Lars Marius Garshol larsga at garshol.priv.no
Thu Mar 8 19:08:54 EST 2007

* Robert Barta
>    At the moment, TMQL has a rather arbitrary choice of primitive data
>    types: integer, URIs, decimals, datetimes, most of them cloned from
>    the XML schema data types
>         http://www.w3.org/TR/xmlschema-2/datatypes.html#typesystem

For our Ontopoly editor we chose these datatypes:

  - Date
  - Datetime
  - Number
  - String
  - URI

Like XPath 1.0 we made no distinction between integers and decimals.  
These are all the XSD datatypes.

This selection has worked very well for us in practice, and we've had  
no requests for extensions yet, and all types really do get used.

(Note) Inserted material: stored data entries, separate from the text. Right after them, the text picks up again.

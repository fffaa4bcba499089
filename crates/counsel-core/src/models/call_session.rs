//! Call session model and lifecycle state machine
//!
//! A call session tracks one call attempt against a booking:
//!
//! ```text
//!            accept            end              settle
//! PENDING ──────────▶ ACCEPTED ─────▶ ENDED ──────────▶ COMPLETED
//!    │  │                               ▲
//!    │  └────────────── end ────────────┘
//!    └── reject / expire ──▶ REJECTED
//! ```
//!
//! The transition table is pure; persistence and publishing live in the
//! services crate.

use super::binding::PartyRole;
use super::booking::Booking;
use crate::error::AppError;
use crate::AppResult;
use chrono::{DateTime, Utc};
use serde::{Deserialize, Serialize};
use std::fmt;
use uuid::Uuid;

/// Call session status
#[derive(Debug, Clone, Copy, PartialEq, Eq, Hash, Serialize, Deserialize, Default)]
#[serde(rename_all = "SCREAMING_SNAKE_CASE")]
pub enum CallStatus {
    #[default]
    Pending,
    Accepted,
    Rejected,
    Ended,
    Completed,
}

impl fmt::Display for CallStatus {
    fn fmt(&self, f: &mut fmt::Formatter<'_>) -> fmt::Result {
        match self {
            CallStatus::Pending => write!(f, "PENDING"),
            CallStatus::Accepted => write!(f, "ACCEPTED"),
            CallStatus::Rejected => write!(f, "REJECTED"),
            CallStatus::Ended => write!(f, "ENDED"),
            CallStatus::Completed => write!(f, "COMPLETED"),
        }
    }
}

impl CallStatus {
    /// Parse from string (case-insensitive)
    pub fn from_str(s: &str) -> Option<Self> {
        match s.to_uppercase().as_str() {
            "PENDING" => Some(CallStatus::Pending),
            "ACCEPTED" => Some(CallStatus::Accepted),
            "REJECTED" => Some(CallStatus::Rejected),
            "ENDED" => Some(CallStatus::Ended),
            "COMPLETED" => Some(CallStatus::Completed),
            _ => None,
        }
    }

    /// PENDING and ACCEPTED sessions block a new initiate on the booking
    pub fn is_open(&self) -> bool {
        matches!(self, CallStatus::Pending | CallStatus::Accepted)
    }

    /// No further call activity happens from a terminal status.
    /// ENDED still awaits settlement but can never become open again.
    pub fn is_terminal(&self) -> bool {
        !self.is_open()
    }

    /// The transition table
    pub fn next(self, event: CallEvent) -> Option<CallStatus> {
        use CallEvent::*;
        use CallStatus::*;
        match (self, event) {
            (Pending, Accept) => Some(Accepted),
            (Pending, Reject) => Some(Rejected),
            (Pending, Expire) => Some(Rejected),
            (Pending, End) | (Accepted, End) => Some(Ended),
            (Ended, Settle) => Some(Completed),
            _ => None,
        }
    }
}

/// Lifecycle events
#[derive(Debug, Clone, Copy, PartialEq, Eq, Hash, Serialize, Deserialize)]
#[serde(rename_all = "lowercase")]
pub enum CallEvent {
    Accept,
    Reject,
    End,
    /// Driven only by the settlement engine
    Settle,
    /// Driven only by the pending-call sweeper
    Expire,
}

impl fmt::Display for CallEvent {
    fn fmt(&self, f: &mut fmt::Formatter<'_>) -> fmt::Result {
        match self {
            CallEvent::Accept => write!(f, "accept"),
            CallEvent::Reject => write!(f, "reject"),
            CallEvent::End => write!(f, "end"),
            CallEvent::Settle => write!(f, "settle"),
            CallEvent::Expire => write!(f, "expire"),
        }
    }
}

impl CallEvent {
    /// Parse from string (case-insensitive)
    pub fn from_str(s: &str) -> Option<Self> {
        match s.to_lowercase().as_str() {
            "accept" => Some(CallEvent::Accept),
            "reject" => Some(CallEvent::Reject),
            "end" => Some(CallEvent::End),
            "settle" => Some(CallEvent::Settle),
            "expire" => Some(CallEvent::Expire),
            _ => None,
        }
    }

    /// Events only the system may drive
    pub fn is_system(&self) -> bool {
        matches!(self, CallEvent::Settle | CallEvent::Expire)
    }
}

/// Who is driving a transition
#[derive(Debug, Clone, Copy, PartialEq, Eq)]
pub enum Actor {
    /// A bound party of the booking
    Party { account_id: i64, role: PartyRole },
    /// Settlement engine or sweeper
    System,
}

impl Actor {
    pub fn party(account_id: i64, role: PartyRole) -> Self {
        Actor::Party { account_id, role }
    }
}

impl fmt::Display for Actor {
    fn fmt(&self, f: &mut fmt::Formatter<'_>) -> fmt::Result {
        match self {
            Actor::Party { account_id, role } => write!(f, "{}:{}", role, account_id),
            Actor::System => write!(f, "system"),
        }
    }
}

/// Call session entity
#[derive(Debug, Clone, PartialEq, Serialize, Deserialize)]
pub struct CallSession {
    pub id: Uuid,
    pub booking_id: i64,
    pub requester_id: i64,
    pub counsellor_id: i64,
    pub status: CallStatus,
    pub requested_at: DateTime<Utc>,
    pub accepted_at: Option<DateTime<Utc>>,
    pub ended_at: Option<DateTime<Utc>>,
    pub completed_at: Option<DateTime<Utc>>,
    pub updated_at: DateTime<Utc>,
}

impl CallSession {
    /// Create a fresh PENDING session for a booking
    pub fn new(booking: &Booking) -> Self {
        let now = Utc::now();
        Self {
            id: Uuid::new_v4(),
            booking_id: booking.id,
            requester_id: booking.requester_id,
            counsellor_id: booking.counsellor_id,
            status: CallStatus::Pending,
            requested_at: now,
            accepted_at: None,
            ended_at: None,
            completed_at: None,
            updated_at: now,
        }
    }

    /// Resolve the role an account plays in this session
    pub fn party_role(&self, account_id: i64) -> Option<PartyRole> {
        if account_id == self.requester_id {
            Some(PartyRole::Requester)
        } else if account_id == self.counsellor_id {
            Some(PartyRole::Counsellor)
        } else {
            None
        }
    }

    /// Check that `actor` may drive `event`, independent of the current status
    pub fn authorize(&self, event: CallEvent, actor: &Actor) -> AppResult<()> {
        let (account_id, role) = match *actor {
            Actor::System if event.is_system() => return Ok(()),
            Actor::System => {
                return Err(AppError::NotAuthorized(format!(
                    "'{}' must be driven by a party",
                    event
                )))
            }
            Actor::Party { account_id, role } => (account_id, role),
        };

        if self.party_role(account_id) != Some(role) {
            return Err(AppError::NotAuthorized(format!(
                "account {} is not the {} of booking {}",
                account_id, role, self.booking_id
            )));
        }

        let allowed = match event {
            CallEvent::Accept | CallEvent::Reject => role == PartyRole::Counsellor,
            CallEvent::End => true,
            CallEvent::Settle | CallEvent::Expire => false,
        };

        if allowed {
            Ok(())
        } else {
            Err(AppError::NotAuthorized(format!(
                "the {} may not {} this call",
                role, event
            )))
        }
    }

    /// Apply an event, returning the updated snapshot.
    ///
    /// Authorization is checked before transition validity.
    pub fn apply(&self, event: CallEvent, actor: &Actor, now: DateTime<Utc>) -> AppResult<CallSession> {
        self.authorize(event, actor)?;

        let next = self
            .status
            .next(event)
            .ok_or_else(|| AppError::InvalidTransition {
                from: self.status.to_string(),
                event: event.to_string(),
            })?;

        let mut updated = self.clone();
        updated.status = next;
        updated.updated_at = now;
        match next {
            CallStatus::Accepted => updated.accepted_at = Some(now),
            CallStatus::Rejected | CallStatus::Ended => updated.ended_at = Some(now),
            CallStatus::Completed => updated.completed_at = Some(now),
            CallStatus::Pending => {}
        }
        Ok(updated)
    }
}
//! JWT Claims structure
//!
//! Defines the claims carried by the bearer credentials this service accepts.

use chrono::{Duration, Utc};
use counsel_core::error::AppError;
use counsel_core::models::{AccountRole, Identity};
use serde::{Deserialize, Serialize};

/// JWT Claims
#[derive(Debug, Clone, Serialize, Deserialize, PartialEq)]
pub struct Claims {
    /// Subject (account id, decimal string)
    pub sub: String,

    /// Account role
    pub role: AccountRole,

    /// Issued at (Unix timestamp)
    pub iat: i64,

    /// Expiration time (Unix timestamp)
    pub exp: i64,
}

impl Claims {
    /// Create new claims for an account
    ///
    /// # Examples
    ///
    /// ```
    /// use counsel_auth::Claims;
    /// use counsel_core::models::AccountRole;
    ///
    /// let claims = Claims::new(42, AccountRole::Counsellor);
    /// assert_eq!(claims.sub, "42");
    /// ```
    pub fn new(account_id: i64, role: AccountRole) -> Self {
        let now = Utc::now();

        Self {
            sub: account_id.to_string(),
            role,
            iat: now.timestamp(),
            exp: 0, // Will be set by JwtService
        }
    }

    /// Create new claims with custom expiration duration
    pub fn with_expiration(account_id: i64, role: AccountRole, expires_in_secs: i64) -> Self {
        let now = Utc::now();
        let exp = now + Duration::seconds(expires_in_secs);

        Self {
            sub: account_id.to_string(),
            role,
            iat: now.timestamp(),
            exp: exp.timestamp(),
        }
    }

    /// Check if the token is expired
    pub fn is_expired(&self) -> bool {
        let now = Utc::now().timestamp();
        self.exp <= now
    }

    /// Account id carried in the subject
    pub fn account_id(&self) -> Result<i64, AppError> {
        self.sub
            .parse::<i64>()
            .map_err(|_| AppError::InvalidToken(format!("subject is not an account id: {}", self.sub)))
    }

    /// Check if the account has admin privileges
    pub fn is_admin(&self) -> bool {
        self.role.is_admin()
    }

    /// Convert to the identity handed to downstream components
    pub fn identity(&self) -> Result<Identity, AppError> {
        Ok(Identity {
            account_id: self.account_id()?,
            role: self.role,
        })
    }
}

#[cfg(test)]
mod tests {
    use super::*;

    #[test]
    fn test_claims_creation() {
        let claims = Claims::new(7, AccountRole::User);
        assert_eq!(claims.sub, "7");
        assert_eq!(claims.role, AccountRole::User);
        assert!(claims.iat > 0);
    }

    #[test]
    fn test_claims_with_expiration() {
        let claims = Claims::with_expiration(1, AccountRole::Admin, 3600);
        assert!(!claims.is_expired());
        assert!(claims.is_admin());

        let now = Utc::now().timestamp();
        assert!(claims.exp > now);
        assert!(claims.exp <= now + 3600);
    }

    #[test]
    fn test_expired_claims() {
        let mut claims = Claims::new(1, AccountRole::User);
        claims.exp = (Utc::now() - Duration::hours(1)).timestamp();
        assert!(claims.is_expired());
    }

    #[test]
    fn test_identity_requires_numeric_subject() {
        let claims = Claims::new(12, AccountRole::Counsellor);
        let identity = claims.identity().unwrap();
        assert_eq!(identity.account_id, 12);
        assert_eq!(identity.role, AccountRole::Counsellor);

        let mut bad = claims;
        bad.sub = "alice".to_string();
        assert!(matches!(bad.identity(), Err(AppError::InvalidToken(_))));
    }
}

I think the types that *could* be lost are date and datetime. None of  
the others can really be left out.

The value of date and datetime is really that
  - you get proper ordering for them without having to encode them
    in ISO 8601 format, and
  - it's a bit easier to apply "nice" formatting to query results.

The downside is that date and datetime are tricky, complicated devils  
to deal with, and there is no end to the potholes awaiting the unwary  
in this area. XPath/XSLT 1.0 got by just fine without them, so...

Another question is whether we need an XML datatype, since TMDM has  

>    Structured Discussion
>       ? should all types from XSD be understood?
>         + very rich collection, strong big-vendor support
>         + constants can be written 'naturally' (3 instead of  
> "3"^xsd:integer)
>       => also all XPath 2.0 functions and operators have to be  
> supported
>         - very expensive to produce for small developers

I think the set of functions which need to be supported isn't  
necessarily determined by the set of datatypes we choose to include.  
For example, it's possible to include date and datetime without  
having a big library of time functions.

What we really need for all built-in types, I think, is:
  - a literal syntax,
  - comparators.

Possibly also atomification and de-atomification.

The set of datatypes isn't necessarily expensive to implement, but  
having a rich set of functions for them definitely does increase the  

--Lars M.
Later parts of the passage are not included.